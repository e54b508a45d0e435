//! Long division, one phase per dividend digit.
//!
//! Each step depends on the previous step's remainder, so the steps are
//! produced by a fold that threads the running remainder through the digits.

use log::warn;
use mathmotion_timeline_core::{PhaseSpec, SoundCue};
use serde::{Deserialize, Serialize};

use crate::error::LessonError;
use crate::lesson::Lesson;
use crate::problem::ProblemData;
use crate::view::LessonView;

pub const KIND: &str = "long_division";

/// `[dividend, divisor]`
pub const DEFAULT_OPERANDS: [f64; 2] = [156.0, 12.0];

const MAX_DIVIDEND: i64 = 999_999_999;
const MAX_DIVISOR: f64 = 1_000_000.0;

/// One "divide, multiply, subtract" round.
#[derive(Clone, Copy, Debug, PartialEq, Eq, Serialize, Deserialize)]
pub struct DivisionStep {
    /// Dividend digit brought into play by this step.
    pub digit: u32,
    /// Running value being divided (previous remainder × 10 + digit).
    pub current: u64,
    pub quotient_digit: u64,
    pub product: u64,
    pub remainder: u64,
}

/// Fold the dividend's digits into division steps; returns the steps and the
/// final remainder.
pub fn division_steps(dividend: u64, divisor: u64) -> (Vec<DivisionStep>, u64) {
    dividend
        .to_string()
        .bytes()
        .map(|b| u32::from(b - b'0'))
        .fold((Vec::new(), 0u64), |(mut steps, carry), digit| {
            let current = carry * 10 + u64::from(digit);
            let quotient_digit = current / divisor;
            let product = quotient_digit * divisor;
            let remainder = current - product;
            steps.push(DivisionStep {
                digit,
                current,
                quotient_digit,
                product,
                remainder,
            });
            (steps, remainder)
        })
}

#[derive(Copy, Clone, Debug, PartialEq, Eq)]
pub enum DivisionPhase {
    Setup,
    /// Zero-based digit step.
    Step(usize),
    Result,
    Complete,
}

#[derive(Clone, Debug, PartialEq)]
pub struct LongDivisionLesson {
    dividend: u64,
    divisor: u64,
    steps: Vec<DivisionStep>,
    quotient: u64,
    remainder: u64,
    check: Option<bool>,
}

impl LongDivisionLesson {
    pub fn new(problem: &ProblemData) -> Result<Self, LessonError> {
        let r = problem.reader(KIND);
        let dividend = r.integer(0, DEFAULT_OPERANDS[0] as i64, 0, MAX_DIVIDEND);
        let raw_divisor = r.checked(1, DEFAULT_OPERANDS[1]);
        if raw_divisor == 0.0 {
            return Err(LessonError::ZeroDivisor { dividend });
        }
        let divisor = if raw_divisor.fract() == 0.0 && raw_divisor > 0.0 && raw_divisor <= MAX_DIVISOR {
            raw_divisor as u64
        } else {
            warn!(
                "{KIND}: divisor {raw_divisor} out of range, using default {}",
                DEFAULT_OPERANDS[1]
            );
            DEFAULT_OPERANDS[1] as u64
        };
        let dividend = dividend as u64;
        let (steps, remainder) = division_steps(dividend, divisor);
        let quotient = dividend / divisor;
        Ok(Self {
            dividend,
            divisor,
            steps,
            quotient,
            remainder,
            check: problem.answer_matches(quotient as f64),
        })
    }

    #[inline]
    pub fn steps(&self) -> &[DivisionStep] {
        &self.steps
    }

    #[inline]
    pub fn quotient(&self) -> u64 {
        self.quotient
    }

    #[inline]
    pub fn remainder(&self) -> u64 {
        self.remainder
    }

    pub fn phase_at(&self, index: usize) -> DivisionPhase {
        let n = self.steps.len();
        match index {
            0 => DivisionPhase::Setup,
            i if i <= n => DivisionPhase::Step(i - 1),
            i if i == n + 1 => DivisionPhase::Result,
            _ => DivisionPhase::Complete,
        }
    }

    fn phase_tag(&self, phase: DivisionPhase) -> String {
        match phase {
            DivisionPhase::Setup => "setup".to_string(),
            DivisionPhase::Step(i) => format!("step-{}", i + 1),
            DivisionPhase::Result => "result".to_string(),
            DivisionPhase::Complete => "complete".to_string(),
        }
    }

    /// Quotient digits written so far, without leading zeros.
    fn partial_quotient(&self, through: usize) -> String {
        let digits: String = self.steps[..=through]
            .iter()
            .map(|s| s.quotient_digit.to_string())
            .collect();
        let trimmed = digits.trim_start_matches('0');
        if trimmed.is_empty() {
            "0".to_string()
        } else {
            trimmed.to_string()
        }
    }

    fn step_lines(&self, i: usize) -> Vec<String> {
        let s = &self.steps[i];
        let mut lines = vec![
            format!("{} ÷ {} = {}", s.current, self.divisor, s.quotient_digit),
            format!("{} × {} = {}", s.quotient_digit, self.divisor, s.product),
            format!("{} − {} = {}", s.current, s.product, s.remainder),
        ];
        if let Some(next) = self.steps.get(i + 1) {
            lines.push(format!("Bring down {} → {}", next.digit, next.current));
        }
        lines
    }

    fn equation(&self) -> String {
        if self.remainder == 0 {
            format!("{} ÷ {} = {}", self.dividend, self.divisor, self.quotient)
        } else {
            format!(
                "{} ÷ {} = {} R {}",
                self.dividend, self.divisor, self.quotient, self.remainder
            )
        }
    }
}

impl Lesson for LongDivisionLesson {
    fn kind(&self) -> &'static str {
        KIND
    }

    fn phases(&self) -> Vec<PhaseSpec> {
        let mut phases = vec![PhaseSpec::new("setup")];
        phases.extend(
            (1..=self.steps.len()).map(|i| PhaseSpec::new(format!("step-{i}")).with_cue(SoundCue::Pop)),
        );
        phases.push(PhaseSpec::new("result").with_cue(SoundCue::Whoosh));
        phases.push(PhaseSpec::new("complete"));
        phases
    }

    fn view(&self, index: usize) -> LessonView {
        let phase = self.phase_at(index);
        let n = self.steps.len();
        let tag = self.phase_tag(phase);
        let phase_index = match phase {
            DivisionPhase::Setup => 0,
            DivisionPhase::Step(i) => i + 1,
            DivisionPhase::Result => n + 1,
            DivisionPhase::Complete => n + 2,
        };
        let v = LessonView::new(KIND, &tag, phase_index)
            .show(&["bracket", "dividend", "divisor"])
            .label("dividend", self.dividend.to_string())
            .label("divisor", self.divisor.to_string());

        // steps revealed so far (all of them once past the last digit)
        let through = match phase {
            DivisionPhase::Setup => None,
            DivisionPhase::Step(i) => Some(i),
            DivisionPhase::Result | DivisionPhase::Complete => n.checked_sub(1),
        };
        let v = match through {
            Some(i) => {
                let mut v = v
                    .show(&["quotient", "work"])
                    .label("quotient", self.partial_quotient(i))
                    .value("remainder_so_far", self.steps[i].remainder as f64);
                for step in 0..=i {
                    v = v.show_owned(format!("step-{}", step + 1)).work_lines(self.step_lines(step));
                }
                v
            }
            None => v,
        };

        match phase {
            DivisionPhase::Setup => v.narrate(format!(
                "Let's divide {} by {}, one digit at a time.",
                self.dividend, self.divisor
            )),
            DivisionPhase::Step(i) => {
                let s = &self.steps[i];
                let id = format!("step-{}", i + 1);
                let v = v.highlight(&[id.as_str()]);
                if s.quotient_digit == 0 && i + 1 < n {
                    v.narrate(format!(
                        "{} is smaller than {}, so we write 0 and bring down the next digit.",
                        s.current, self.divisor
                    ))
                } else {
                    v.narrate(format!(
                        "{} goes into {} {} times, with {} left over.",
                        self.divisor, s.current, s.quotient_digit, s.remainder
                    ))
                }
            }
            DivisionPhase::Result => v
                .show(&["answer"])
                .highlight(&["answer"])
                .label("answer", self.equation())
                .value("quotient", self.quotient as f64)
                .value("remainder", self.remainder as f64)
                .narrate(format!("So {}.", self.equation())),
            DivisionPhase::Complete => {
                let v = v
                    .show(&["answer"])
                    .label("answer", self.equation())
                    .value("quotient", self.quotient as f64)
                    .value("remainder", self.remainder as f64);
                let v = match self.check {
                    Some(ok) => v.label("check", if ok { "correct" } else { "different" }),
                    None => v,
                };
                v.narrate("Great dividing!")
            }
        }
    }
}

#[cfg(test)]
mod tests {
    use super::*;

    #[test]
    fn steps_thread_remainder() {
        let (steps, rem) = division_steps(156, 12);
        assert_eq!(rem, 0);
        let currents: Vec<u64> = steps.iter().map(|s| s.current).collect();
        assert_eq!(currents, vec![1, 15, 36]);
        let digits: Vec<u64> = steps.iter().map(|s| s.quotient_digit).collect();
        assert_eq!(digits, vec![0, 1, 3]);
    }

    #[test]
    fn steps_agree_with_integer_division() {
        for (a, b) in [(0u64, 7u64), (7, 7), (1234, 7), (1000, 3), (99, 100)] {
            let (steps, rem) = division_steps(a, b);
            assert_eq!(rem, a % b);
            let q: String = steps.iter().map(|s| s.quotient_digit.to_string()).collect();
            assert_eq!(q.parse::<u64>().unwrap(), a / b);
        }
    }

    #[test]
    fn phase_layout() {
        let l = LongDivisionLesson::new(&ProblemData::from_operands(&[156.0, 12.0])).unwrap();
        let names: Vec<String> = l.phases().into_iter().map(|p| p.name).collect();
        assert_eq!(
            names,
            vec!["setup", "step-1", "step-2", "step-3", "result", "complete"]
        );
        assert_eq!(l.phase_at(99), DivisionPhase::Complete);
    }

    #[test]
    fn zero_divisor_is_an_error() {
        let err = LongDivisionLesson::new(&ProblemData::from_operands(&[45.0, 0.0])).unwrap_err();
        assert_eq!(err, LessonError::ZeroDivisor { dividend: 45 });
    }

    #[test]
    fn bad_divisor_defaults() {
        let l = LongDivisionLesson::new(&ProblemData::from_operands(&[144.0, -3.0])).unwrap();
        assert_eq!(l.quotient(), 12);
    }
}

Task to complete:
Among the entries above, how many lines have the string "equation" in them? Only the number should be given.

Solution to this exercise:
4